On the other hand, the product of the present invention has better spherical curved surfaces on both the outer and inner closed end faces and the uniform wall thickness distribution as compared with the comparative product A and the comparative product B. There was also an improvement in strength. Further, the wall thickness of the closed portion with respect to the straight portion of the glass tube exceeded 0.8 times, so that safety could be sufficiently maintained.

[0031]

As described above, the method for manufacturing a fluorescent lamp according to the present invention increases the productivity of a fluorescent lamp having an arc tube connected to a glass tube, and reduces the shape and thickness of the closed portion of the glass tube. It can be formed more stably than before, and the strength can be improved. For this reason, the fluorescent lamp manufacturing process, transport process, packing process, transfer after packing, mounting on equipment, lighting, etc. It is possible to prevent breakage due to thermal shock or physical shock during proper use, improve safety, and stabilize quality and improve productivity.

[Brief description of the drawings]

FIG. 1 is a diagram for explaining a method of manufacturing a fluorescent lamp according to an embodiment of the present invention.
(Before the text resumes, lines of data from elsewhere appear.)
//! Runner for the flockbus receiver and sender loops.
//!
//! Usage: flockbus <receive|send|targets|status> [options]

use std::path::Path;
use std::sync::Arc;
use std::time::{Duration, Instant};

use flockbus::prelude::*;

/// Interval between receiver/sender summary log lines.
const SUMMARY_INTERVAL: Duration = Duration::from_secs(10);

fn main() {
    env_logger::builder()
        .filter_level(log::LevelFilter::Info)
        .parse_default_env()
        .init();

    let args: Vec<String> = std::env::args().collect();
    if args.len() < 2 {
        print_usage();
        std::process::exit(1);
    }

    let result = match args[1].as_str() {
        "receive" => load_config(&args).and_then(|config| receive(&config)),
        "send" => load_config(&args).and_then(|config| {
            let seed = match option_value(&args, "--seed") {
                Some(value) => Some(
                    value
                        .parse::<u64>()
                        .map_err(|_| format!("--seed expects an integer, got {value:?}"))?,
                ),
                None => None,
            };
            send(&config, seed)
        }),
        "targets" => targets(args.iter().any(|a| a == "--json")),
        "status" => load_config(&args).and_then(|config| status(&config)),
        "help" | "--help" | "-h" => {
            print_usage();
            Ok(())
        }
        other => {
            eprintln!("Unknown command: {}", other);
            print_usage();
            std::process::exit(1);
        }
    };

    if let Err(e) = result {
        eprintln!("Error: {}", e);
        std::process::exit(1);
    }
}

fn print_usage() {
    eprintln!("Usage: flockbus <command> [options]");
    eprintln!();
    eprintln!("Commands:");
    eprintln!("  receive    Listen for offsets and run the apply tick");
    eprintln!("  send       Run the flock and stream offsets to the receiver");
    eprintln!("  targets    List the modulation targets");
    eprintln!("  status     Print the resolved configuration and initial bus status");
    eprintln!();
    eprintln!("Options:");
    eprintln!("  --config <file>    Read settings from a TOML file (receive, send, status)");
    eprintln!("  --seed <n>         Override the flock seed (send)");
    eprintln!("  --json             Print targets as JSON (targets)");
    eprintln!();
    eprintln!("Logging is controlled with RUST_LOG (default: info).");
    eprintln!();
    eprintln!("Examples:");
    eprintln!("  flockbus receive --config flockbus.toml");
    eprintln!("  flockbus send --seed 7");
    eprintln!("  RUST_LOG=flockbus_core=trace flockbus receive");
}

/// Value following `flag`, if present.
fn option_value<'a>(args: &'a [String], flag: &str) -> Option<&'a str> {
    args.iter()
        .position(|a| a == flag)
        .and_then(|i| args.get(i + 1))
        .map(String::as_str)
}

fn load_config(args: &[String]) -> Result<ConfigFile, String> {
    match option_value(args, "--config") {
        Some(path) => ConfigFile::load(Path::new(path))
            .map_err(|e| format!("Failed to load {}: {}", path, e)),
        None => Ok(ConfigFile::default()),
    }
}

fn receive(config: &ConfigFile) -> Result<(), String> {
    let bus_config = config.bus_config().map_err(|e| e.to_string())?;
    let bus = UnifiedBus::new(Arc::new(Registry::build()), bus_config);
    bus.initialize();

    let mut receiver = OffsetReceiver::bind(bus_config.listen_addr)
        .map_err(|e| format!("Failed to bind {}: {}", bus_config.listen_addr, e))?;
    let mut cadence = Cadence::new(bus.tick_interval());
    let mut last_summary = Instant::now();
    let mut applied = 0u64;

    loop {
        receiver.poll(&bus);
        if let Some(report) = bus.tick() {
            applied += u64::from(report.offsets_applied);
        }

        if last_summary.elapsed() >= SUMMARY_INTERVAL {
            let stats = receiver.stats();
            log::info!(
                "receiver: {} frames, {} malformed, {} offsets applied, generation {}, {} overruns",
                stats.frames,
                stats.malformed,
                applied,
                bus.effective().generation(),
                cadence.overruns()
            );
            last_summary = Instant::now();
        }

        cadence.wait();
    }
}

fn send(config: &ConfigFile, seed: Option<u64>) -> Result<(), String> {
    let mut pipeline = config.pipeline_config().map_err(|e| e.to_string())?;
    if let Some(seed) = seed {
        pipeline = pipeline.with_seed(seed);
    }

    let flock = Flock::new(
        FlockParams {
            agents: pipeline.agents,
            ..FlockParams::default()
        },
        pipeline.seed,
    );
    let link = UdpLink::new(pipeline.target_addr, pipeline.reconnect_backoff);
    log::info!(
        "sending offsets to {} (seed {}, {} agents)",
        pipeline.target_addr,
        pipeline.seed,
        pipeline.agents
    );

    let mut controller = Controller::new(flock, link, NullSink, &pipeline);
    let mut cadence = Cadence::new(controller.tick_interval());
    let mut last_summary = Instant::now();

    loop {
        controller.tick();

        if last_summary.elapsed() >= SUMMARY_INTERVAL {
            let status = controller.status();
            log::info!(
                "sender: {} ticks, {} sends, {} failures, {} senders built",
                status.ticks,
                status.sends,
                status.failures,
                status.senders_constructed
            );
            last_summary = Instant::now();
        }

        cadence.wait();
    }
}

fn targets(json: bool) -> Result<(), String> {
    let registry = Registry::build();
    if json {
        println!("{}", registry.dump_json());
        return Ok(());
    }

    println!("{:>5}  {:<24} {:>10} {:>10} {:>10}  unit", "index", "key", "min", "max", "default");
    for target in registry.iter() {
        println!(
            "{:>5}  {:<24} {:>10} {:>10} {:>10}  {:?}",
            target.index, target.key, target.min, target.max, target.default, target.unit
        );
    }
    Ok(())
}

fn status(config: &ConfigFile) -> Result<(), String> {
    let bus = UnifiedBus::new(
        Arc::new(Registry::build()),
        config.bus_config().map_err(|e| e.to_string())?,
    );
    bus.initialize();

    let report = serde_json::json!({
        "config": config,
        "bus": bus.status(),
    });
    let text = serde_json::to_string_pretty(&report)
        .map_err(|e| format!("Failed to serialize status: {}", e))?;
    println!("{}", text);
    Ok(())
}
FIG. 2 is a partially cutaway front view of a fluorescent lamp according to an embodiment of the present invention.

[Explanation of symbols]

 DESCRIPTION OF SYMBOLS 1 Divided glass tube 2 Preheating gas burner 3 Main heating gas burner 4 Point burner 5 Annealing gas burner 6 Closed part 7a, 7b Inner closed end face 8a, 8b Split glass tube 9a, 9b Outer closed end face 10 Central part 12 Light emission tube

Continued on the front page (72) Inventor Toshitaka Ogasawara 1-1, Sachimachi, Takatsuki-shi, Osaka, Japan Inside Matsushita Electronics Corporation (72) Inventor Kiyoshi, 1-1 1-1 Sachimachi, Takatsuki-shi, Osaka, Matsushita Electronics Corporation F term (reference) 5C012 AA08 EE03 EE10

Claims (1)

[Claims] An object of the invention is to heat, soften, and close a scheduled dividing region of one scheduled dividing glass tube, and to blow off the scheduled dividing region to form two glass tubes having one end closed. When fusing the planned dividing area,
Between the state in which the glass tube to be divided is softened and closed and the state in which the glass tube is divided, the shape of the closed portion is a hemispherical shape, and the outside closed end surface and the inside closed end surface of the closed portion, and the straight line of the glass tube A method for manufacturing a fluorescent lamp, characterized in that gas is started to be blown from openings at both ends of the glass tube to be divided so that the portions do not form a right angle.